Table 1. The number of replicate stream reaches with alternative riparian buffer treatments (1Tree (one site-potential tree-height buffer), variable, streamside, thin-through) and untreated controls at eight study sites with upland forests thinned twice to moderate residual tree densities and one site thinned twice to high residual tree densities, in western Oregon, USA; parentheses indicate that these control reaches are represented above in the controls for the moderate-density analysis.

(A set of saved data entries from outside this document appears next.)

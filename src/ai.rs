//! Rule-based move selection.
//!
//! The bot plays a fixed priority policy with no search and no randomness:
//!
//! 1. Win if a line can be completed this turn.
//! 2. Block the opponent's completable line.
//! 3. Take the center.
//! 4. Take the first open corner.
//! 5. Take the first open side.
//!
//! Exactly one rule fires per call, and every scan runs in a fixed order, so
//! the same board always produces the same move.

use crate::position::Position;
use crate::rules::WINNING_LINES;
use crate::types::{Board, Player, Square};
use tracing::{debug, instrument};

/// Corners in preference order.
const CORNERS: [Position; 4] = [
    Position::TopLeft,
    Position::TopRight,
    Position::BottomLeft,
    Position::BottomRight,
];

/// Sides in preference order.
const SIDES: [Position; 4] = [
    Position::TopCenter,
    Position::MiddleLeft,
    Position::MiddleRight,
    Position::BottomCenter,
];

/// Selects a move for `acting` and marks the chosen square.
///
/// Applies the priority policy above and places `acting`'s mark on the
/// chosen square before returning it, so selection and application are a
/// single step from the caller's perspective.
///
/// Returns `None` without touching the board when no square is empty. The
/// caller is expected to rule out terminal boards (via
/// [`crate::rules::check_winner`] and [`crate::rules::is_full`]) before
/// asking for a move; a `None` here is a precondition violation, not a
/// legal move.
#[instrument(skip(board))]
pub fn select_move(board: &mut Board, acting: Player) -> Option<Position> {
    let pos = plan_move(board, acting)?;
    board.set(pos, Square::Occupied(acting));
    debug!(player = %acting, position = %pos, "bot move selected");
    Some(pos)
}

/// Runs the priority policy without mutating the board.
fn plan_move(board: &Board, acting: Player) -> Option<Position> {
    completing_move(board, acting)
        .or_else(|| completing_move(board, acting.opponent()))
        .or_else(|| take_center(board))
        .or_else(|| first_empty(board, &CORNERS))
        .or_else(|| first_empty(board, &SIDES))
}

/// Finds the empty square that would complete a line for `player`.
///
/// Lines are scanned in [`WINNING_LINES`] order; within a line the three
/// two-filled-one-empty cases are checked with the empty square at `c`,
/// then `b`, then `a`. First match wins. Called with the acting player this
/// is the win-now rule; called with the opponent it is the block rule.
fn completing_move(board: &Board, player: Player) -> Option<Position> {
    let mark = Square::Occupied(player);
    for [a, b, c] in WINNING_LINES {
        if board.get(a) == mark && board.get(b) == mark && board.is_empty(c) {
            return Some(c);
        }
        if board.get(a) == mark && board.get(c) == mark && board.is_empty(b) {
            return Some(b);
        }
        if board.get(b) == mark && board.get(c) == mark && board.is_empty(a) {
            return Some(a);
        }
    }
    None
}

fn take_center(board: &Board) -> Option<Position> {
    board.is_empty(Position::Center).then_some(Position::Center)
}

fn first_empty(board: &Board, candidates: &[Position]) -> Option<Position> {
    candidates.iter().copied().find(|pos| board.is_empty(*pos))
}

#[cfg(test)]
mod tests {
    use super::*;

    fn board_with(x: &[Position], o: &[Position]) -> Board {
        let mut board = Board::new();
        for pos in x {
            board.set(*pos, Square::Occupied(Player::X));
        }
        for pos in o {
            board.set(*pos, Square::Occupied(Player::O));
        }
        board
    }

    #[test]
    fn test_empty_board_takes_center() {
        let mut board = Board::new();
        assert_eq!(select_move(&mut board, Player::X), Some(Position::Center));
        assert_eq!(board.get(Position::Center), Square::Occupied(Player::X));
    }

    #[test]
    fn test_completes_own_line() {
        let mut board = board_with(&[Position::TopLeft, Position::TopCenter], &[]);
        assert_eq!(select_move(&mut board, Player::X), Some(Position::TopRight));
        assert_eq!(board.get(Position::TopRight), Square::Occupied(Player::X));
    }

    #[test]
    fn test_blocks_opponent_with_own_mark() {
        let mut board = board_with(&[], &[Position::TopLeft, Position::TopCenter]);
        assert_eq!(select_move(&mut board, Player::X), Some(Position::TopRight));
        // The block is filled with the acting mark, not the opponent's.
        assert_eq!(board.get(Position::TopRight), Square::Occupied(Player::X));
    }

    #[test]
    fn test_win_beats_block() {
        // X can win on the top row; O threatens the bottom row.
        let mut board = board_with(
            &[Position::TopLeft, Position::TopCenter],
            &[Position::BottomLeft, Position::BottomCenter],
        );
        assert_eq!(select_move(&mut board, Player::X), Some(Position::TopRight));
        assert!(board.is_empty(Position::BottomRight));
    }

    #[test]
    fn test_gap_in_middle_of_line() {
        // X on TopLeft and TopRight; the empty square is b in the line scan.
        let mut board = board_with(&[Position::TopLeft, Position::TopRight], &[]);
        assert_eq!(
            select_move(&mut board, Player::X),
            Some(Position::TopCenter)
        );
    }

    #[test]
    fn test_corner_fallback_order() {
        // Center taken, nothing to win or block: first corner in order.
        let mut board = board_with(&[], &[Position::Center]);
        assert_eq!(select_move(&mut board, Player::X), Some(Position::TopLeft));
    }

    #[test]
    fn test_side_fallback_order() {
        // X|O|X / 3|X|5 / O|X|O - center and every corner taken, no line
        // completable by either player. Open squares are the sides at 3 and
        // 5; the side scan runs [1, 3, 5, 7], so 3 (Middle-left) wins.
        let mut board = board_with(
            &[
                Position::TopLeft,
                Position::TopRight,
                Position::Center,
                Position::BottomCenter,
            ],
            &[
                Position::TopCenter,
                Position::BottomLeft,
                Position::BottomRight,
            ],
        );
        assert_eq!(
            select_move(&mut board, Player::X),
            Some(Position::MiddleLeft)
        );
    }

    #[test]
    fn test_full_board_returns_none_without_mutation() {
        // X O X / O X X / O X O - full, drawn.
        let mut board = board_with(
            &[
                Position::TopLeft,
                Position::TopRight,
                Position::Center,
                Position::MiddleRight,
                Position::BottomCenter,
            ],
            &[
                Position::TopCenter,
                Position::MiddleLeft,
                Position::BottomLeft,
                Position::BottomRight,
            ],
        );
        let before = board.clone();
        assert_eq!(select_move(&mut board, Player::X), None);
        assert_eq!(board, before);
    }
}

SiteControl1TreeVariableStreamsideThin-Through
Moderate-density upland retention
Callahan Creek21222
Delph Creek20110
Green Peak21110
O.M. Hubbard Creek32200
Keel Mountain21113
Perkins Creek20220
N. Soup Creek21110
Ten High21320
Total17713105
High-density upland retention
Keel Mountain(2)0304
During the second thinning of MD overstory, density in upland areas was reduced to a new residual density of ~85 tph. An additional “thin-through” (TT) riparian buffer treatment (i.e., without a no-entry riparian buffer zone) was added to five stream reaches at two sites. These five reaches converted previous no-entry riparian buffer widths of two site-potential tree heights (“2Tree” riparian buffers; ~145 m on each side of streams: Callahan Creek and Keel Mountain study sites; Figure 1) to a thinned riparian buffer. Within the 2Tree buffer width; the overstory density was reduced from ~430–600 tph to ~150 tph during the second thinning treatment. We chose a 150-tph riparian thinning density based on lessons-learned from our initial upland density of 200 tph, where the restoration benefits of opening the canopy appeared to be subsiding within about a decade of the thinning due to canopy closure occurring. During the implementation of the thin-through buffer treatment, timber harvesting operators were asked to yard trees away-from or suspended-over streams; avoiding ground disturbance to the stream prism. For analyses, these TT riparian treatments were paired with the other riparian buffer treatments within the MD upland thinning treatment (Table 1).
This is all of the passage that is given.